Is there a way I can retrieve an array of post ids queried from the following:

$latest = new WP_Query( array (
    'orderby'               => 'rand',
    'posts_per_page'        => 3
));

if ( $latest -> have_posts() ) : while ( $latest -> have_posts() ) : $latest -> the_post();

    get_template_part( 'templates/content', 'post' );

endwhile; endif; wp_reset_postdata();

Follow Up:

I used wp_list_pluck to retrieve an array of post ids:

$post_ids = wp_list_pluck( $latest->posts, 'ID' );

Then converted the array into a string using the implode function:

$post_ids_string = implode( ',', $post_ids );

Sorry for the ambiguous question.

3
  • rick, your question is ambiguous. Please be very clear what you want before posting a question. This will save everyone from answering irrelevant stuff. You actually need the post ID's returned in a string, not an array Commented Oct 21, 2014 at 16:01
  • 1
    Your wp_reset_postdata should be inside not outside the if statement, otherwise you might reset post data when it hasn't been changed
    – Tom J Nowell
    Commented Oct 21, 2014 at 16:19
  • 1
    If you're only wanting the IDs, you should seriously consider s_ha_dum's answer. That will return the IDs without also retrieving lots of other data from the database that you then throw away.
    – Chris Rae
    Commented Feb 27, 2015 at 21:51

5 Answers 5

59

Try

$post_ids = wp_list_pluck( $latest->posts, 'ID' );

Read wp_list_pluck

1
  • 5
    This can be useful if you also need the whole data for each post, not just the posts ids. Otherwise, I'd go with @s-ha-dum's solution.
    – Marian
    Commented Mar 31, 2017 at 8:09
135

Use the fields argument in your query.

fields (string) - Which fields to return. All fields are returned by
default. There are two other options: - 'ids' - Return an array of post IDs. - 'id=>parent' - Return an associative array [ parent => ID, … ].

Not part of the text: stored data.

#[cfg(test)]
mod tests {
    use super::*;
    use crate::item::Measurement;
    use time::macros::datetime;

    fn round_trip(observation: &Observation) -> Observation {
        let bytes = observation.to_xml_bytes().unwrap();
        Observation::from_xml_bytes(&bytes).unwrap()
    }

    fn sample() -> Observation {
        let mut observation = Observation::new(Item::from(Measurement::new("kg", 5.6)));
        observation
            .set_phenomenon_time(datetime!(2020-02-01 10:00 UTC))
            .unwrap();
        observation
            .set_result_time(datetime!(2020-02-01 10:00:05 UTC))
            .unwrap();
        observation
    }

    #[test]
    fn test_defaults() {
        let observation = Observation::new(Item::Count(1));
        assert_eq!(observation.procedure(), "");
        assert_eq!(observation.observed_property(), "");
        assert_eq!(observation.feature_of_interest(), "");
        assert!(observation.result_quality().is_good());
        assert_eq!(observation.result_time(), observation.phenomenon_time());
    }

    #[test]
    fn test_setters_validate_utc() {
        let mut observation = sample();
        assert!(observation
            .set_phenomenon_time(datetime!(2020-02-01 10:00 +03:00))
            .is_err());
        assert!(observation
            .set_result_time(datetime!(2020-02-01 10:00 -05:00))
            .is_err());
    }

    #[test]
    fn test_round_trip_plain() {
        let observation = sample();
        assert_eq!(round_trip(&observation), observation);
    }

    #[test]
    fn test_round_trip_full_metadata() {
        let mut observation = sample();
        observation.set_name(Some("batch weight"));
        observation.set_description(Some("weight after drying"));
        observation.set_procedure("scale/3");
        observation.set_observed_property("mass");
        observation.set_feature_of_interest("plant/dryer1");
        observation.set_result_quality(DataQuality::bad_with_reason("overload").unwrap());
        assert_eq!(round_trip(&observation), observation);
    }

    #[test]
    fn test_round_trip_structured_feature() {
        let mut observation = sample();
        let mut details = DataRecord::new().with_identifier("plant/line2");
        details
            .add("position", Item::category("north_wing").unwrap())
            .unwrap();
        observation.set_feature_of_interest_details(Some(details));
        assert_eq!(observation.feature_of_interest(), "plant/line2");

        let decoded = round_trip(&observation);
        assert_eq!(decoded.feature_of_interest(), "plant/line2");
        assert_eq!(
            decoded.feature_of_interest_details(),
            observation.feature_of_interest_details()
        );
    }

    #[test]
    fn test_encoding_is_deterministic() {
        let observation = sample();
        assert_eq!(
            observation.to_xml_bytes().unwrap(),
            observation.to_xml_bytes().unwrap()
        );
    }

    #[test]
    fn test_missing_times_fail() {
        let observation = sample();
        let bytes = observation.to_xml_bytes().unwrap();
        let text = String::from_utf8(bytes).unwrap();
        let without = text.replace(
            "<om:phenomenonTime><gml:TimeInstant gml:id=\"Obs_phenoTime\"><gml:timePosition>2020-02-01T10:00:00Z</gml:timePosition></gml:TimeInstant></om:phenomenonTime>",
            "",
        );
        assert_ne!(text, without);
        let err = Observation::from_xml_bytes(without.as_bytes()).unwrap_err();
        assert!(matches!(
            err.root_cause(),
            MeasError::RequiredFieldMissing { .. }
        ));
    }

    #[test]
    fn test_inconsistent_feature_fails() {
        let element = Element::new("om:featureOfInterest")
            .with_attr("xlink:title", "plant/x")
            .with_child(Element::new("swe:DataRecord"));
        assert!(matches!(
            decode_feature(Some(&element)),
            Err(MeasError::InconsistentFeatureOfInterest)
        ));
    }

    #[test]
    fn test_unknown_type_uri_fails() {
        let observation = sample();
        let text = String::from_utf8(observation.to_xml_bytes().unwrap()).unwrap();
        let with_unknown = text.replace(
            TypeTag::Measurement.uri(),
            "http://example.org/notAType",
        );
        let err = Observation::from_xml_bytes(with_unknown.as_bytes()).unwrap_err();
        assert!(matches!(
            err.root_cause(),
            MeasError::UnsupportedType { .. }
        ));
    }

    #[cfg(feature = "json")]
    #[test]
    fn test_json_round_trip() {
        let observation = sample();
        let json = observation.to_json().unwrap();
        let deserialized = Observation::from_json(&json).unwrap();
        assert_eq!(observation, deserialized);
    }

    #[test]
    fn test_wrong_root_fails() {
        assert!(matches!(
            Observation::from_xml_bytes(b"<other/>"),
            Err(MeasError::UnsupportedRootElement { .. })
        ));
    }
}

https://developer.wordpress.org/reference/classes/wp_query/#return-fields-parameter

$latest = new WP_Query( array (
    'orderby'               => 'rand',
    'posts_per_page'        => 3,
    'fields' => 'ids'
));
var_dump($latest->posts);
4
  • 28
    This should be the accepted answer as it only queries the ID's making it a lot faster than quering everyhing and than 'plucking' (loop and re-storing) it in a new array. Commented Feb 5, 2016 at 16:31
  • Perhaps you need to get IDs AFTER normal wp_query has already been executed, for example when you merge two queries afterwards and need ID's to exclude results from previous query.
    – trainoasis
    Commented Aug 5, 2019 at 9:09
  • Thank you for sharing this solution, among the answers to this question, this is the most efficient. Commented Nov 26, 2020 at 14:36
  • This should be the accepted answer 100%
    – MikeeeG
    Commented Jul 11, 2023 at 11:15
6

I suggest this solution

get_posts([
  'posts_per_page' => -1,
  'post_status' => 'publish',
  'post_type' => 'some-custom-post-type',
  'fields' => 'ids',
]);

and as return you have array with ids inside ;)

array (size=5)
  0 => int 81002
  1 => int 77885
  2 => int 77180
  3 => int 74722
  4 => int 73312
3

Using the solution from @s-ha-dum is economical if you only need to get the id's, and you don't have previous query object set.

Here is why:

switch ( $q['fields'] ) {
    case 'ids':
        $fields = "$wpdb->posts.ID";
        break;
    case 'id=>parent':
        $fields = "$wpdb->posts.ID, $wpdb->posts.post_parent";
        break;
    default:
        $fields = "$wpdb->posts.*";

Because in the case you only specify 'fields' => 'ids' nothing more you will get in return than the ID's.

If you would go with 'fields' => 'id=>parent' (Looks really funny) you will get also the parent ID's.

Any other way using 'fields' argument will not have any impact as of WordPress v4.7.

But in case you have the query as in the example wp_list_pluck will do the job.

0

Why not use the get_the_ID() function? Just sharing the loop code and it shows all post ids in the query.

// The Loop
    if ( $the_query->have_posts() ) {
        while ( $the_query->have_posts() ) {
            $the_query->the_post();     
                    
            echo '<li>' . get_the_ID() . '</li>';
        }
    } else {
        // no posts found
        $string = "no posts found";
    }
1
  • I think the goal was probably to get the IDs in an array to do something else with, not to actually display them. Using the loop for that feels like overkill.